Issue with build numbers on automated builds

Not strictly a problem with Octopus, but something that caused us an issue.

We set up a build server to auto-build on check-in for our project. The version of the app is set as 1.2.3.* - so the last item is the build number. When we commit a change the build is triggered and then the package is sent to Octopus.

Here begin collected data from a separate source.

pub mod calendar;
pub mod daemon_path;
pub mod habits;
pub mod process;

use std::{path::PathBuf, sync::Arc};

use anyhow::Result;
use calendar::{process_calendar_command, CalendarCommand};
use chrono::NaiveDate;
use clap::{Parser, Subcommand};
use habits::{parse_weekday, NotificationsAction};
use process::{daemon_executable, kill_previous_servers, restart_server};
use tracing::level_filters::LevelFilter;

use crate::{
    daemon::{
        start_daemon,
        storage::{entities::ReminderTime, habit_storage::JsonHabitStorage},
        DATA_DIR,
    },
    notification::{GenericNotificationBackend, NotificationBridge},
    tracker::HabitTracker,
    utils::{
        clock::DefaultClock,
        dir::prepare_application_path,
        logging::{enable_logging, CLI_PREFIX},
    },
};

#[derive(Parser, Debug)]
#[command(name = "habitrack", version, long_about = None)]
#[command(about = "Track daily habits and get reminded about them", long_about = None)]
pub struct Args {
    #[command(subcommand)]
    commands: Commands,
    #[arg(long, help = "Enable logging")]
    log: bool,
    #[arg(
        long,
        global = true,
        help = "Application directory. By default tries to save into $XDG_STATE_HOME or $HOME/.local/state"
    )]
    dir: Option<PathBuf>,
}

#[derive(Subcommand, Debug)]
#[command(version, about, long_about = None)]
enum Commands {
    #[command(about = "Starts a daemon that sends daily reminders")]
    Init {},
    #[command(about = "Stop currently running daemon.")]
    Stop {},
    #[command(about = "Run a daemon directly in current console. Used for debugging")]
    Serve {},
    #[command(about = "Add a habit")]
    Add {
        name: String,
        #[arg(
            long,
            value_delimiter = ',',
            value_parser = parse_weekday,
            help = "Days the habit is due on, for example mon,wed,fri or 1,3,5. Daily when omitted"
        )]
        days: Vec<u8>,
    },
    #[command(about = "List all habits")]
    List {},
    #[command(about = "Show habits due today")]
    Today {},
    #[command(about = "Mark a habit as done")]
    Done {
        #[arg(help = "Habit id or name")]
        habit: String,
        #[arg(long, help = "Day in YYYY-MM-DD format. Today by default")]
        date: Option<NaiveDate>,
    },
    #[command(about = "Mark a habit as not done")]
    Undo {
        #[arg(help = "Habit id or name")]
        habit: String,
        #[arg(long, help = "Day in YYYY-MM-DD format. Today by default")]
        date: Option<NaiveDate>,
    },
    #[command(about = "Flip today's state of a habit")]
    Toggle {
        #[arg(help = "Habit id or name")]
        habit: String,
    },
    #[command(about = "Display a monthly calendar of completed days")]
    Calendar {
        #[command(flatten)]
        command: CalendarCommand,
    },
    #[command(about = "Show or change the time of the daily reminder")]
    Remind {
        #[arg(help = "New reminder time in HH:MM format")]
        time: Option<ReminderTime>,
    },
    #[command(about = "Enable, disable or check reminder notifications")]
    Notifications {
        #[arg(value_enum, default_value_t = NotificationsAction::Status)]
        action: NotificationsAction,
    },
}

pub async fn run_cli() -> Result<()> {
    let args = Args::parse();

    let app_dir = prepare_application_path(args.dir)?;

    let logging_level = if args.log {
        Some(LevelFilter::TRACE)
    } else {
        None
    };
    enable_logging(CLI_PREFIX, &app_dir, logging_level, args.log)?;

    match args.commands {
        Commands::Init {} => restart_server(Some(&app_dir)),
        Commands::Stop {} => {
            let stopped = kill_previous_servers(&daemon_executable()?)?;
            println!("Stopped {stopped} daemon(s)");
            Ok(())
        }
        Commands::Serve {} => start_daemon(app_dir).await,
        command => {
            let storage = Arc::new(JsonHabitStorage::new(app_dir.join(DATA_DIR))?);
            run_habit_command(storage, command).await
        }
    }
}

async fn run_habit_command(storage: Arc<JsonHabitStorage>, command: Commands) -> Result<()> {
    let tracker = HabitTracker::new(storage.clone(), Arc::new(DefaultClock));
    match command {
        Commands::Add { name, days } => habits::add_habit(&tracker, &name, days).await,
        Commands::List {} => habits::list_habits(&tracker).await,
        Commands::Today {} => habits::show_today(&tracker).await,
        Commands::Done { habit, date } => habits::set_done(&tracker, &habit, date, true).await,
        Commands::Undo { habit, date } => habits::set_done(&tracker, &habit, date, false).await,
        Commands::Toggle { habit } => habits::toggle_today(&tracker, &habit).await,
        Commands::Calendar { command } => process_calendar_command(&tracker, command).await,
        Commands::Remind { time } => habits::remind(&tracker, time).await,
        Commands::Notifications { action } => {
            let bridge =
                NotificationBridge::new(storage, Arc::new(GenericNotificationBackend::new()));
            habits::notifications(&bridge, action).await
        }
        Commands::Init {} | Commands::Stop {} | Commands::Serve {} => Ok(()),
    }
}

The problem is that the build numbers are not reliably sequential, as our build server has two agents, and they each have their own build number sequence. This was the result in Octous

   15.1.4.27821	01 October 2015 15:28	26.3 MB
   15.1.3.33600	30 September 2015 18:40	26.3 MB
   15.1.3.31227	30 September 2015 17:21	26.3 MB
   15.1.3.28748	30 September 2015 15:58	26.3 MB
   15.1.3.27234	01 October 2015 15:08	26.3 MB
   15.1.3.25904	01 October 2015 14:24	26.4 MB
   15.1.3.25311	01 October 2015 14:04	26.3 MB
   15.1.3.24552	30 September 2015 13:39	26.3 MB

As you can see, the build numbers didn’t run sequentially. We had to bump the app version to make it bypass this.

Hi,

Thanks for reaching out. Yeah I’m afraid this falls under the build-server realm. Back when I used TFS, I remember having to tweak my builds a bit so the last part of the build number was YYDDMMSS (or something like that) to make sure they were always incremental. Then I switched to TeamCity which has a built-in incremental feature and everything was easier.

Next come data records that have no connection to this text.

use std::{
    env, io,
    path::{self, PathBuf},
};

use anyhow::{anyhow, Result};

pub const APP_NAME: &str = "habitrack";

/// Application directory: `%APPDATA%\habitrack` on Windows, `$XDG_STATE_HOME/habitrack` or
/// `$HOME/.local/state/habitrack` elsewhere. Created if missing.
pub fn create_application_default_path() -> Result<PathBuf> {
    let path = {
        #[cfg(windows)]
        {
            let mut path = PathBuf::from(
                env::var("APPDATA").map_err(|_| anyhow!("APPDATA should be present on Windows"))?,
            );
            path.push(APP_NAME);
            path
        }
        #[cfg(not(windows))]
        {
            let mut path = env::var("XDG_STATE_HOME")
                .map(PathBuf::from)
                .or_else(|_| {
                    env::var("HOME").map(|home| {
                        let mut path = PathBuf::from(home);
                        path.push(".local/state");
                        path
                    })
                })
                .map_err(|_| anyhow!("Couldn't find neither XDG_STATE_HOME nor HOME"))?;
            path.push(APP_NAME);
            path
        }
    };

    match std::fs::create_dir_all(&path) {
        Ok(_) => Ok(path),
        Err(v) if v.kind() == io::ErrorKind::AlreadyExists => Ok(path),
        Err(v) => Err(v.into()),
    }
}

/// Creates the application directory, `dir` or the default one, and returns it as an absolute
/// path. The daemon runs from `/`, so both binaries must agree on an absolute location.
pub fn prepare_application_path(dir: Option<PathBuf>) -> Result<PathBuf> {
    let path = match dir {
        Some(dir) => {
            std::fs::create_dir_all(&dir)?;
            dir
        }
        None => create_application_default_path()?,
    };
    Ok(path::absolute(path)?)
}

You could let Octopus automatically increase the release number by not specifying one when you create it, but its not something recommendable. The best scenario is to have the NuGet package match the version of the build, and then create a new release that automatically takes the same version as the NuGet package (or as the Build in case you have packages with different versions).

Regards,

Dalmiro

Thanks for the reply - I’m checking on StackOverflow to see if we can find a solution for this. For now I’ve disabled one build agent so the numbers should be sequential.

Hi Howard,

It’s probably also worth reviewing how wildcards in AssemblyVersion work:

You can specify all the values or you can accept the default build number, revision number, or both by using an asterisk (). For example, [assembly:AssemblyVersion(“2.3.25.1”)] indicates 2 as the major version, 3 as the minor version, 25 as the build number, and 1 as the revision number. A version number such as [assembly:AssemblyVersion("1.2.")] specifies 1 as the major version, 2 as the minor version, and accepts the default build and revision numbers. A version number such as [assembly:AssemblyVersion(“1.2.15.*”)] specifies 1 as the major version, 2 as the minor version, 15 as the build number, and accepts the default revision number. The default build number increments daily. The default revision number is the number of seconds since midnight local time (without taking into account time zone adjustments for daylight saving time), divided by 2.

In short, you can never rely on “1.2.3." to increment, since it will reset each day. You’d need to use "1.2.” to have any hope that any two builds would be sequential. Hope this helps!

Paul

Thanks Paul - I’ve amended the versioning to the format 1.2.* format and it looks to be working even with parallel builds.